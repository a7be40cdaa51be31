//! Tick domain and range validation
//!
//! Ticks only bound a position; nothing here converts a tick into a price.

use facet_types::{CovenantError, CovenantResult};
use serde::{Deserialize, Serialize};

/// Widest tick domain, matching the usual concentrated-liquidity bounds
pub const MIN_TICK: i32 = -887272;
pub const MAX_TICK: i32 = 887272;

/// Inclusive bounds every position tick must fall within
#[derive(Debug, Clone, Copy, PartialEq, Eq, Serialize, Deserialize)]
pub struct TickDomain {
    pub min_tick: i32,
    pub max_tick: i32,
}

impl Default for TickDomain {
    fn default() -> Self {
        Self {
            min_tick: MIN_TICK,
            max_tick: MAX_TICK,
        }
    }
}

impl TickDomain {
    pub fn new(min_tick: i32, max_tick: i32) -> CovenantResult<Self> {
        if min_tick >= max_tick {
            return Err(CovenantError::InvalidTickRange {
                tick_lower: min_tick,
                tick_upper: max_tick,
            });
        }
        Ok(Self { min_tick, max_tick })
    }

    pub fn contains(&self, tick: i32) -> bool {
        (self.min_tick..=self.max_tick).contains(&tick)
    }

    /// Accept `[tick_lower, tick_upper)` only when ordered and inside the domain
    pub fn validate_range(&self, tick_lower: i32, tick_upper: i32) -> CovenantResult<()> {
        if tick_lower >= tick_upper || !self.contains(tick_lower) || !self.contains(tick_upper) {
            return Err(CovenantError::InvalidTickRange {
                tick_lower,
                tick_upper,
            });
        }
        Ok(())
    }
}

Task: A complete answer reproduces every line of the records in which the word "bounds" occurs.

Task solution:
/// Widest tick domain, matching the usual concentrated-liquidity bounds
/// Inclusive bounds every position tick must fall within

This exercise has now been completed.